** ASSIGNED TASK **
Below are records; copy every line in them that holds the word "first".

** EXCERPTED DATA **

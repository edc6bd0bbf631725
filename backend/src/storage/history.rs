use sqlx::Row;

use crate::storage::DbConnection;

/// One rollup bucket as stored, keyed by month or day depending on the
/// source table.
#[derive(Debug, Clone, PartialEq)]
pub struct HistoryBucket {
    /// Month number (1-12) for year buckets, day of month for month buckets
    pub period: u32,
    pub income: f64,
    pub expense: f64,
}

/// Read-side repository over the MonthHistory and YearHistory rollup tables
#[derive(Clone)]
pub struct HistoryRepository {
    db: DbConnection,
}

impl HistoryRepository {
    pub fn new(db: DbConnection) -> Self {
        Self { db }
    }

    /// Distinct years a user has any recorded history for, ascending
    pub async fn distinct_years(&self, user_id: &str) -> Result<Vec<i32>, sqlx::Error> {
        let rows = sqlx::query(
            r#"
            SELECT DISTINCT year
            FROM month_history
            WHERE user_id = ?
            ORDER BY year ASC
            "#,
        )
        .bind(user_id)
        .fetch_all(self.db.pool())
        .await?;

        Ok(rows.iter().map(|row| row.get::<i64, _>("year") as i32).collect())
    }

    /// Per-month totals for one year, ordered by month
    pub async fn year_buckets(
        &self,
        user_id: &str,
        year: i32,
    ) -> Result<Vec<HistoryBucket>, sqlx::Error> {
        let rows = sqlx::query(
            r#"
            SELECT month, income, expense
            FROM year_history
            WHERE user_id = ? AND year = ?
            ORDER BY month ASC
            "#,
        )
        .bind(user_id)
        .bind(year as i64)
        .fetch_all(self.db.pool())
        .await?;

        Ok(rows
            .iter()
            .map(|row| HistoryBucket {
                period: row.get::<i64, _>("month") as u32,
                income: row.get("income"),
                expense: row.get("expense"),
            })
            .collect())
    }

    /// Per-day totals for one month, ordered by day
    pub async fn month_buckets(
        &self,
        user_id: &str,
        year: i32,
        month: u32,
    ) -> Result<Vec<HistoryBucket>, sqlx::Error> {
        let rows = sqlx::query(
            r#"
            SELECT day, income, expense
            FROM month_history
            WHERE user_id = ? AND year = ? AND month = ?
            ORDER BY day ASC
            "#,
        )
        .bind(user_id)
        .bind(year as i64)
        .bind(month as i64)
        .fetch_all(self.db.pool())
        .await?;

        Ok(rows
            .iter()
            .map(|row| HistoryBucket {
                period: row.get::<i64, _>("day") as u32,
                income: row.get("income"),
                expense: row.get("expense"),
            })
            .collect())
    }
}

---

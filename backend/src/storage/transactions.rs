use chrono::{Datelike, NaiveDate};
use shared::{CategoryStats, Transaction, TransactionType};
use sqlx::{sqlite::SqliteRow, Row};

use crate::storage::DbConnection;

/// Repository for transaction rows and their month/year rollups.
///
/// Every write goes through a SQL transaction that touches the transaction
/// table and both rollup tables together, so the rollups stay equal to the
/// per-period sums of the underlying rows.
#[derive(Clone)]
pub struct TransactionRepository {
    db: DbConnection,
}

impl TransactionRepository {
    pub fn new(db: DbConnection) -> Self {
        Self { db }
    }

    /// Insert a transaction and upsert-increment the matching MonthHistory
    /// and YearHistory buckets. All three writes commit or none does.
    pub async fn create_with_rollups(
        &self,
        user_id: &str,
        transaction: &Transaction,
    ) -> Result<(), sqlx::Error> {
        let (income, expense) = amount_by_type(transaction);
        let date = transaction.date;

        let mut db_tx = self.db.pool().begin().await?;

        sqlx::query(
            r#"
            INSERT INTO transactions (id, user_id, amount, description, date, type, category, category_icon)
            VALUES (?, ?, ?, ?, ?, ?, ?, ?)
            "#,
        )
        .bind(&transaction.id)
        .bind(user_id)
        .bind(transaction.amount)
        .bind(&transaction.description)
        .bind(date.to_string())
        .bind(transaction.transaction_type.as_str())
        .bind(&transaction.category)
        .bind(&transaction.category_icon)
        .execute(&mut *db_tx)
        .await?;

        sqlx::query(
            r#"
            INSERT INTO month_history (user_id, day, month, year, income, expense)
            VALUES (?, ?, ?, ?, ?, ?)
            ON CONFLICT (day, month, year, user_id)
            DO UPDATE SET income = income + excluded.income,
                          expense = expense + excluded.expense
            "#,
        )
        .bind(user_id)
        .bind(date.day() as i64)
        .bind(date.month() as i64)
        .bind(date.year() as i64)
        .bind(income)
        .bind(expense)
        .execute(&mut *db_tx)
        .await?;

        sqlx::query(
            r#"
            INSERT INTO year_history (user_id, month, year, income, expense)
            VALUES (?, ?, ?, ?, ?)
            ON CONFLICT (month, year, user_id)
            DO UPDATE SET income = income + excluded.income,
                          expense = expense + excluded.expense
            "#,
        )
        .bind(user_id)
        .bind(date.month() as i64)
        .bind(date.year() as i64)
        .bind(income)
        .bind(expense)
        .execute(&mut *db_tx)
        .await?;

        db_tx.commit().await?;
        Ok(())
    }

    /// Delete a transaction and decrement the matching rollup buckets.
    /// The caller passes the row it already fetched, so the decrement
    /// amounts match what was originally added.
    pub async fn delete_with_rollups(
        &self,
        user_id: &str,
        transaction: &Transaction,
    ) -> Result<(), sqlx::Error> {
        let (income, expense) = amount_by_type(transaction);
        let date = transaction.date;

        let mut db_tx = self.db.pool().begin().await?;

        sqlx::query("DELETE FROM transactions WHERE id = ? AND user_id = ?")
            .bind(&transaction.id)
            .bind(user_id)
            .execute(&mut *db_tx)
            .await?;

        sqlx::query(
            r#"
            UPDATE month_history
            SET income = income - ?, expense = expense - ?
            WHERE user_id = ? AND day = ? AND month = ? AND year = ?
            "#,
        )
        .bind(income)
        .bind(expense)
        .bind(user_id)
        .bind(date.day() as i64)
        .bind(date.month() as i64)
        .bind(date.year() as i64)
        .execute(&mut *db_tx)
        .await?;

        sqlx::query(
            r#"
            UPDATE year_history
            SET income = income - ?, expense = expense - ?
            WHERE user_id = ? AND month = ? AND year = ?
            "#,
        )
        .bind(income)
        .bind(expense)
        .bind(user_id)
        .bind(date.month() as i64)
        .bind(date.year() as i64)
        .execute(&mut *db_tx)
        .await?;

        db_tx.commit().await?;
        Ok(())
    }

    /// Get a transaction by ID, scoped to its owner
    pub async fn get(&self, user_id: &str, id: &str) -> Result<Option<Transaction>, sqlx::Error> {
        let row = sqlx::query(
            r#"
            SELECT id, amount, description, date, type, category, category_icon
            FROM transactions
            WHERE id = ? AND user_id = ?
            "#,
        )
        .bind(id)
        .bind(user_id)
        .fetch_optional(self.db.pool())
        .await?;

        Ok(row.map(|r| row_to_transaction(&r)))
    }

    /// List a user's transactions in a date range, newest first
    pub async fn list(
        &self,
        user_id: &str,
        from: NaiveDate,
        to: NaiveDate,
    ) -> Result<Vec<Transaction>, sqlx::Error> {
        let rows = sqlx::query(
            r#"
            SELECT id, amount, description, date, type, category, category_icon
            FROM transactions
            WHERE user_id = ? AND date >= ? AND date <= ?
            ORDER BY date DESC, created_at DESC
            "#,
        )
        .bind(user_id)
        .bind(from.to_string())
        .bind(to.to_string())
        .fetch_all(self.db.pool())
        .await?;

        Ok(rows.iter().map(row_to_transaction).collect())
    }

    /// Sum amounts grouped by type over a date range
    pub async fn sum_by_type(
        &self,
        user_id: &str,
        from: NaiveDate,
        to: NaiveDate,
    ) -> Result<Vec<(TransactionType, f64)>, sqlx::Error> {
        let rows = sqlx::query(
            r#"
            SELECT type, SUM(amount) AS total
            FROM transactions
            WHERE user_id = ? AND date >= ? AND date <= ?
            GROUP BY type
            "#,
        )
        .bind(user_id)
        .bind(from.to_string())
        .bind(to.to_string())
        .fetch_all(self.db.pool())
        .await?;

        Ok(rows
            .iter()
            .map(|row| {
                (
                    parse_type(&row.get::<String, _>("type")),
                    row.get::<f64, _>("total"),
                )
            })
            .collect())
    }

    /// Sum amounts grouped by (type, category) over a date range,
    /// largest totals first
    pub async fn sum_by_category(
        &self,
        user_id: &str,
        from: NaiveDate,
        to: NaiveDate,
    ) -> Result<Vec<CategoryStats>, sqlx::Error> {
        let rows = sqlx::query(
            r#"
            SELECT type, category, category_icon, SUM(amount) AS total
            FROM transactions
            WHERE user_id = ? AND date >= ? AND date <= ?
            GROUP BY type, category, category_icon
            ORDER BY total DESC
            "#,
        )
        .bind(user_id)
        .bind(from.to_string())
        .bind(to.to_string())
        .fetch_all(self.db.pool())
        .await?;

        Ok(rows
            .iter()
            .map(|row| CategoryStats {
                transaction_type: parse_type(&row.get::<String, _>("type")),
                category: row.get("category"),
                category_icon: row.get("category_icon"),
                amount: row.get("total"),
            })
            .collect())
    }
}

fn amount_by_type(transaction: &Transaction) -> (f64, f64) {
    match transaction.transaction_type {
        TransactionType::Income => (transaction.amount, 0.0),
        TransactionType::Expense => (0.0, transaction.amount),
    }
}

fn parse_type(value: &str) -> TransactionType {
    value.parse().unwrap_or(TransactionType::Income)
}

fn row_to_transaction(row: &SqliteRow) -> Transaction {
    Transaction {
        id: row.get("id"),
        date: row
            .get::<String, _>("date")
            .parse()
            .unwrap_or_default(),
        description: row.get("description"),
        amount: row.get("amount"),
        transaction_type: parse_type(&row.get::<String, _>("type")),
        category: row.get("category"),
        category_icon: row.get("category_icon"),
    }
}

** TASK OUTPUT **
    /// List a user's transactions in a date range, newest first
    /// largest totals first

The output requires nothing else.